Your objective —
Starting with the first line and ending with the one that holds "use serde::Serialize;", retype the entries exactly.

** Opening Provided data block **

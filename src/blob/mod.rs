//! File storage collaborator.
//!
//! Uploads follow a two-step protocol: the caller asks for a one-shot upload
//! ticket, posts the raw bytes to the ticket's URL and receives an opaque
//! storage id. Messages and profiles only ever hold that id; the chat core
//! never reads file bytes.

use chrono::{Duration, Utc};
use serde::Serialize;
use std::sync::Arc;
use thiserror::Error;
use uuid::Uuid;

use crate::store::{BlobRecord, Store, StoreError, UploadTicketRecord};

#[derive(Error, Debug)]
pub enum BlobError {
    #[error("file not found: {0}")]
    NotFound(String),
    #[error("upload link expired")]
    TicketExpired,
    #[error("upload link already used")]
    TicketUsed,
    #[error("file too large: {size} bytes (max {max})")]
    TooLarge { size: usize, max: usize },
    #[error("empty upload")]
    EmptyBody,
    #[error(transparent)]
    Store(#[from] StoreError),
}

pub type BlobResult<T> = Result<T, BlobError>;

#[derive(Debug, Clone, Serialize)]
pub struct UploadTicket {
    #[serde(skip_serializing)]
    pub token: String,
    pub upload_url: String,
    pub expires_at: chrono::DateTime<Utc>,
}

#[derive(Debug, Clone, Serialize)]
pub struct BlobMeta {
    pub id: String,
    pub owner_id: String,
    pub content_type: String,
    pub size: i64,
}

#[derive(Debug, Clone)]
pub struct StoredBlob {
    pub content_type: String,
    pub data: Vec<u8>,
}

/// Opaque content store returning retrievable URLs for storage ids
pub trait BlobStore: Send + Sync {
    /// Issue a single-use upload ticket for `owner_id`
    fn create_upload(&self, owner_id: &str) -> BlobResult<UploadTicket>;

    /// Redeem a ticket with the uploaded bytes; returns the new storage id
    fn complete_upload(&self, token: &str, content_type: &str, data: Vec<u8>) -> BlobResult<String>;

    fn metadata(&self, storage_id: &str) -> BlobResult<BlobMeta>;

    fn read(&self, storage_id: &str) -> BlobResult<StoredBlob>;

    /// Public URL under which `storage_id` can be fetched
    fn url_for(&self, storage_id: &str) -> String;
}

#[derive(Debug, Clone)]
pub struct BlobConfig {
    pub public_base_url: String,
    pub upload_ttl_secs: i64,
    pub max_upload_bytes: usize,
}

impl Default for BlobConfig {
    fn default() -> Self {
        Self {
            public_base_url: String::new(),
            upload_ttl_secs: 3600,
            max_upload_bytes: 10 * 1024 * 1024,
        }
    }
}

/// Blob store kept in the application's SQLite database
pub struct SqliteBlobStore {
    store: Arc<Store>,
    config: BlobConfig,
}

impl SqliteBlobStore {
    pub fn new(store: Arc<Store>, config: BlobConfig) -> Self {
        Self { store, config }
    }

    fn base_url(&self) -> &str {
        self.config.public_base_url.trim_end_matches('/')
    }
}

impl BlobStore for SqliteBlobStore {
    fn create_upload(&self, owner_id: &str) -> BlobResult<UploadTicket> {
        let now = Utc::now();
        let record = UploadTicketRecord {
            token: Uuid::new_v4().to_string().replace('-', ""),
            owner_id: owner_id.to_string(),
            expires_at: now + Duration::seconds(self.config.upload_ttl_secs),
            used_at: None,
            created_at: now,
        };
        self.store.create_upload_ticket(&record)?;

        Ok(UploadTicket {
            upload_url: format!("{}/api/files/upload/{}", self.base_url(), record.token),
            token: record.token,
            expires_at: record.expires_at,
        })
    }

    fn complete_upload(&self, token: &str, content_type: &str, data: Vec<u8>) -> BlobResult<String> {
        let ticket = self.store.get_upload_ticket(token).map_err(|e| match e {
            StoreError::NotFound(_) => BlobError::NotFound("upload".to_string()),
            other => BlobError::Store(other),
        })?;

        if ticket.used_at.is_some() {
            return Err(BlobError::TicketUsed);
        }
        if ticket.expires_at < Utc::now() {
            return Err(BlobError::TicketExpired);
        }
        if data.is_empty() {
            return Err(BlobError::EmptyBody);
        }
        if data.len() > self.config.max_upload_bytes {
            return Err(BlobError::TooLarge {
                size: data.len(),
                max: self.config.max_upload_bytes,
            });
        }

        let blob = BlobRecord {
            id: Uuid::new_v4().to_string(),
            owner_id: ticket.owner_id,
            content_type: content_type.to_string(),
            size: data.len() as i64,
            data,
            created_at: Utc::now(),
        };
        if !self.store.redeem_upload_ticket(token, &blob)? {
            return Err(BlobError::TicketUsed);
        }
        log::debug!("Stored file {} ({} bytes)", blob.id, blob.size);
        Ok(blob.id)
    }

    fn metadata(&self, storage_id: &str) -> BlobResult<BlobMeta> {
        self.store
            .get_blob_meta(storage_id)?
            .map(|b| BlobMeta {
                id: b.id,
                owner_id: b.owner_id,
                content_type: b.content_type,
                size: b.size,
            })
            .ok_or_else(|| BlobError::NotFound(storage_id.to_string()))
    }

    fn read(&self, storage_id: &str) -> BlobResult<StoredBlob> {
        let blob = self.store.get_blob(storage_id).map_err(|e| match e {
            StoreError::NotFound(_) => BlobError::NotFound(storage_id.to_string()),
            other => BlobError::Store(other),
        })?;
        Ok(StoredBlob {
            content_type: blob.content_type,
            data: blob.data,
        })
    }

    fn url_for(&self, storage_id: &str) -> String {
        format!("{}/api/files/{}", self.base_url(), storage_id)
    }
}

#[cfg(test)]
mod tests {
    use super::*;

    fn blob_store(config: BlobConfig) -> SqliteBlobStore {
        SqliteBlobStore::new(Arc::new(Store::in_memory().unwrap()), config)
    }

    #[test]
    fn test_upload_round_trip() {
        let blobs = blob_store(BlobConfig::default());
        let ticket = blobs.create_upload("user-1").unwrap();
        assert!(ticket.upload_url.ends_with(&ticket.token));

        let id = blobs
            .complete_upload(&ticket.token, "image/png", vec![1, 2, 3])
            .unwrap();
        let meta = blobs.metadata(&id).unwrap();
        assert_eq!(meta.content_type, "image/png");
        assert_eq!(meta.size, 3);
        assert_eq!(meta.owner_id, "user-1");
        assert_eq!(blobs.read(&id).unwrap().data, vec![1, 2, 3]);
        assert_eq!(blobs.url_for(&id), format!("/api/files/{}", id));
    }

    #[test]
    fn test_ticket_is_single_use() {
        let blobs = blob_store(BlobConfig::default());
        let ticket = blobs.create_upload("user-1").unwrap();
        blobs.complete_upload(&ticket.token, "image/png", vec![1]).unwrap();
        assert!(matches!(
            blobs.complete_upload(&ticket.token, "image/png", vec![1]),
            Err(BlobError::TicketUsed)
        ));
    }

    #[test]
    fn test_expired_and_oversize_uploads_rejected() {
        let blobs = blob_store(BlobConfig {
            upload_ttl_secs: -1,
            ..BlobConfig::default()
        });
        let ticket = blobs.create_upload("user-1").unwrap();
        assert!(matches!(
            blobs.complete_upload(&ticket.token, "image/png", vec![1]),
            Err(BlobError::TicketExpired)
        ));

        let blobs = blob_store(BlobConfig {
            max_upload_bytes: 2,
            ..BlobConfig::default()
        });
        let ticket = blobs.create_upload("user-1").unwrap();
        assert!(matches!(
            blobs.complete_upload(&ticket.token, "image/png", vec![1, 2, 3]),
            Err(BlobError::TooLarge { size: 3, max: 2 })
        ));
    }

    #[test]
    fn test_unknown_ids() {
        let blobs = blob_store(BlobConfig {
            public_base_url: "https://chat.example/".to_string(),
            ..BlobConfig::default()
        });
        assert!(matches!(blobs.metadata("missing"), Err(BlobError::NotFound(_))));
        assert!(matches!(blobs.read("missing"), Err(BlobError::NotFound(_))));
        assert!(matches!(
            blobs.complete_upload("missing", "image/png", vec![1]),
            Err(BlobError::NotFound(_))
        ));
        assert_eq!(blobs.url_for("abc"), "https://chat.example/api/files/abc");
    }
}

** Closing Provided data block **

The answer —
filename src/blob/mod.rs
//! File storage collaborator.
//!
//! Uploads follow a two-step protocol: the caller asks for a one-shot upload
//! ticket, posts the raw bytes to the ticket's URL and receives an opaque
//! storage id. Messages and profiles only ever hold that id; the chat core
//! never reads file bytes.

use chrono::{Duration, Utc};
use serde::Serialize;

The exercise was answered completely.